Internship Kick-Start, Part One: Why You Should Consider an Internship Program

Internship programs are essential to building a stronger talent pipeline for your industry. Plus, you can learn from interns as they learn from you.

This is day one of our internship series. Check out day two, on what internship programs need to succeed, day three, on managing interns effectively, and day four, on managing interns remotely.

The evolution of a person from student or enthusiast to professional requires a few steps along the way to best position them for the career they want—or may not even know they want yet.

Enter the internship program, a great way to introduce interested students to a new field. But internships aren’t just there for those who are learning: These programs can create a lot of value for your industry—and for the associations that host them.

With that in mind, we’ll be taking a weeklong dive into kick-starting an internship program. Today’s entry: Why you should start an internship program.

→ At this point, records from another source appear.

//! multiflexi-reconcile CLI entrypoint.
//!
//! This is the main entrypoint for the multiflexi-reconcile command-line tool.

use std::io::Write;
use std::path::{Path, PathBuf};
use std::process::ExitCode;

use multiflexi_reconcile::cli::{Cli, Commands, ConnectionArgs, OutputFormat, OutputFormatter, ResourceArgs};
use multiflexi_reconcile::config::{find_config_file, ConfigParser, ConfigValidator, MultiflexiConfig};
use multiflexi_reconcile::error::{MultiflexiError, Result};
use multiflexi_reconcile::executor::TaskExecutor;
use multiflexi_reconcile::operations::{Operation, OperationRunner};
use multiflexi_reconcile::reconciler::Reconciler;
use multiflexi_reconcile::transport::{self, Verbosity};

use tracing::{debug, error, info};
use tracing_subscriber::EnvFilter;

/// Main entrypoint.
fn main() -> ExitCode {
    let cli = Cli::parse_args();

    // Initialize logging
    init_logging(cli.verbosity());

    let output = cli.output;

    // Run async runtime
    let runtime = match tokio::runtime::Runtime::new() {
        Ok(rt) => rt,
        Err(e) => {
            eprintln!("Failed to create async runtime: {e}");
            return ExitCode::FAILURE;
        }
    };

    match runtime.block_on(run(cli)) {
        Ok(code) => code,
        Err(e) => {
            error!("{e}");
            report_error(output, &e);
            failure_code(e.return_code())
        }
    }
}

/// Initializes the logging system. Logs go to stderr so stdout only carries
/// results.
fn init_logging(verbosity: Verbosity) {
    let filter = EnvFilter::try_from_default_env()
        .unwrap_or_else(|_| EnvFilter::new(verbosity.filter_directive()));

    tracing_subscriber::fmt()
        .with_env_filter(filter)
        .with_target(false)
        .with_writer(std::io::stderr)
        .init();
}

/// Main async entry point.
async fn run(cli: Cli) -> Result<ExitCode> {
    let formatter = OutputFormatter::new(cli.output);
    let verbosity = cli.verbosity();

    match &cli.command {
        Commands::Init { path, force } => cmd_init(path, *force, &formatter),
        Commands::Validate { warnings } => cmd_validate(&cli, *warnings, &formatter),
        Commands::Apply { continue_on_error } => {
            cmd_apply(&cli, *continue_on_error, verbosity, &formatter).await
        }
        Commands::Resource(args) => cmd_resource(&cli, args, verbosity, &formatter).await,
        command => match command.operation() {
            Some(operation) => cmd_operation(&cli, &operation, verbosity, &formatter).await,
            None => Err(MultiflexiError::internal("command has no operation mapping")),
        },
    }
}

/// Create a starter task file.
fn cmd_init(path: &Path, force: bool, formatter: &OutputFormatter) -> Result<ExitCode> {
    info!("Initializing task file in: {}", path.display());

    let config_path = path.join("multiflexi.yaml");
    let env_path = path.join(".env.example");
    let gitignore_path = path.join(".gitignore");

    // Check if files exist
    if !force && config_path.exists() {
        eprintln!("Task file already exists: {}", config_path.display());
        eprintln!("Use --force to overwrite.");
        return Ok(ExitCode::FAILURE);
    }

    // Create directory if needed
    if !path.exists() {
        std::fs::create_dir_all(path)?;
    }

    std::fs::write(&config_path, include_str!("../templates/multiflexi.yaml"))?;
    eprintln!("Created: {}", config_path.display());

    std::fs::write(&env_path, include_str!("../templates/.env.example"))?;
    eprintln!("Created: {}", env_path.display());

    // Keep credentials out of version control
    if gitignore_path.exists() {
        let existing = std::fs::read_to_string(&gitignore_path)?;
        if !existing.lines().any(|line| line.trim() == ".env") {
            let mut file = std::fs::OpenOptions::new()
                .append(true)
                .open(&gitignore_path)?;
            writeln!(file, "\n# MultiFlexi credentials\n.env")?;
            eprintln!("Updated: {}", gitignore_path.display());
        }
    } else {
        std::fs::write(&gitignore_path, ".env\n")?;
        eprintln!("Created: {}", gitignore_path.display());
    }

    eprintln!("\nNext steps:");
    eprintln!("  1. Copy .env.example to .env and set MULTIFLEXI_PASSWORD");
    eprintln!("  2. Edit multiflexi.yaml with your resources");
    eprintln!("  3. Run 'multiflexi-reconcile validate' to check the file");
    eprintln!("  4. Run 'multiflexi-reconcile --check apply' to preview changes");
    eprintln!("  5. Run 'multiflexi-reconcile apply' to apply them");

    emit(&formatter.format_message(&format!(
        "Initialized {}",
        config_path.display()
    )))?;
    Ok(ExitCode::SUCCESS)
}

/// Validate the task file.
fn cmd_validate(cli: &Cli, show_warnings: bool, formatter: &OutputFormatter) -> Result<ExitCode> {
    let config = load_config(cli.config.as_ref(), &cli.connection, true)?;

    let result = ConfigValidator::new().collect(&config);
    emit(&formatter.format_validation(&result, show_warnings))?;

    if cli.output == OutputFormat::Text && result.is_valid() {
        eprintln!("\nTask file summary:");
        eprintln!("  Transport: {}", config.connection.transport);
        eprintln!("  Resources: {}", config.resources.len());
        eprintln!("  Operations: {}", config.operations.len());
    }

    Ok(if result.is_valid() {
        ExitCode::SUCCESS
    } else {
        ExitCode::FAILURE
    })
}

/// Apply every task of the task file.
async fn cmd_apply(
    cli: &Cli,
    continue_on_error: bool,
    verbosity: Verbosity,
    formatter: &OutputFormatter,
) -> Result<ExitCode> {
    let config = load_config(cli.config.as_ref(), &cli.connection, true)?;

    let validation = ConfigValidator::new().validate(&config)?;
    for warning in &validation.warnings {
        debug!("Validation warning: {warning}");
    }

    let backend = transport::connect(&config.connection, verbosity)?;
    let result = TaskExecutor::new(backend.as_ref())
        .with_check_mode(cli.check)
        .with_continue_on_error(continue_on_error)
        .execute(&config)
        .await;

    info!(
        "Apply finished in {} ms: {} changed, {} failed",
        result.duration_ms(),
        result.changed,
        result.failed
    );
    emit(&formatter.format_execution(&result))?;

    Ok(if result.success {
        ExitCode::SUCCESS
    } else {
        failure_code(result.first_return_code())
    })
}

/// Reconcile a single resource given on the command line.
async fn cmd_resource(
    cli: &Cli,
    args: &ResourceArgs,
    verbosity: Verbosity,
    formatter: &OutputFormatter,
) -> Result<ExitCode> {
    let config = load_config(cli.config.as_ref(), &cli.connection, false)?;
    ConfigValidator::new().validate(&connection_only(&config))?;

    let descriptor = args.descriptor()?;
    let backend = transport::connect(&config.connection, verbosity)?;
    let outcome = Reconciler::new(backend.as_ref())
        .with_check_mode(cli.check)
        .reconcile(&descriptor, args.state)
        .await?;

    info!("{outcome}");
    emit(&formatter.format_outcome(&outcome))?;
    Ok(ExitCode::SUCCESS)
}

/// Run one imperative operation.
async fn cmd_operation(
    cli: &Cli,
    operation: &Operation,
    verbosity: Verbosity,
    formatter: &OutputFormatter,
) -> Result<ExitCode> {
    let config = load_config(cli.config.as_ref(), &cli.connection, false)?;
    ConfigValidator::new().validate(&connection_only(&config))?;

    let backend = transport::connect(&config.connection, verbosity)?;
    let outcome = OperationRunner::new(backend.as_ref())
        .with_check_mode(cli.check)
        .run(operation)
        .await?;

    info!("{outcome}");
    emit(&formatter.format_operation(&outcome))?;
    Ok(ExitCode::SUCCESS)
}

/// Loads the task file, `.env` and environment overrides, then the
/// command-line connection overrides.
///
/// When `required` is false and no task file is found, the defaults are used.
fn load_config(
    config_path: Option<&PathBuf>,
    overrides: &ConnectionArgs,
    required: bool,
) -> Result<MultiflexiConfig> {
    let config_file = match config_path {
        Some(path) => Some(path.clone()),
        None if required => Some(find_config_file(std::env::current_dir()?)?),
        None => find_config_file(std::env::current_dir()?).ok(),
    };

    let mut config = if let Some(config_file) = config_file {
        info!("Using task file: {}", config_file.display());
        let parser = ConfigParser::new()
            .with_base_path(config_file.parent().unwrap_or_else(|| Path::new(".")));
        parser.load_dotenv()?;
        parser.load_with_env(&config_file)?
    } else {
        debug!("No task file found, using defaults");
        ConfigParser::new().load_dotenv()?;
        let mut config = MultiflexiConfig::default();
        ConfigParser::apply_env_overrides(&mut config, |name| std::env::var(name).ok())?;
        config
    };

    overrides.apply(&mut config.connection);
    Ok(config)
}

/// Returns a copy of the configuration with only its connection settings.
fn connection_only(config: &MultiflexiConfig) -> MultiflexiConfig {
    MultiflexiConfig {
        connection: config.connection.clone(),
        ..MultiflexiConfig::default()
    }
}

/// Writes a formatted result to stdout.
fn emit(text: &str) -> Result<()> {
    let mut stdout = std::io::stdout().lock();
    stdout.write_all(text.as_bytes())?;
    if !text.ends_with('\n') {
        stdout.write_all(b"\n")?;
    }
    stdout.flush()?;
    Ok(())
}

/// Reports a fatal error: the JSON failure envelope on stdout, or a line on
/// stderr for text output.
fn report_error(output: OutputFormat, error: &MultiflexiError) {
    let text = OutputFormatter::new(output).format_error(error);
    match output {
        OutputFormat::Json => {
            let _ = emit(&text);
        }
        OutputFormat::Text => eprint!("{text}"),
    }
}

/// Maps a backend return code onto a process exit code.
fn failure_code(return_code: Option<i32>) -> ExitCode {
    return_code
        .and_then(|rc| u8::try_from(rc.clamp(1, 255)).ok())
        .map_or(ExitCode::FAILURE, ExitCode::from)
}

The Case for Building an Internship Program

One of the biggest issues many associations face is attracting younger members, something that 24 percent of organizations report as a challenge, according to the latest edition of Marketing General’s Membership Marketing Benchmarking Report [registration required].

And with younger generations of workers looking for a foot in the door, beyond offering fresh experience to people who are new to a given industry, an internship program can be an effective way to reach new types of members.

Sarah Sladek, the founder and CEO of XYZ University and an expert on generational issues, explained that internship programs can actually teach the association how to function more effectively for the future.

“If associations want to stay relevant, they should be having think tanks of young individuals, but yes, also interns coming in, learning about associations,” Sladek said. “But it should be a learning and teaching moment so that associations can learn and observe this next generation and be able to begin to prepare for this next generation of members as well as workers.”

Sending a Broader Signal

Another point Sladek makes is that associations are well-positioned to help promote the benefits of internship programs to their own members, as they can highlight the value younger employees bring to the workforce.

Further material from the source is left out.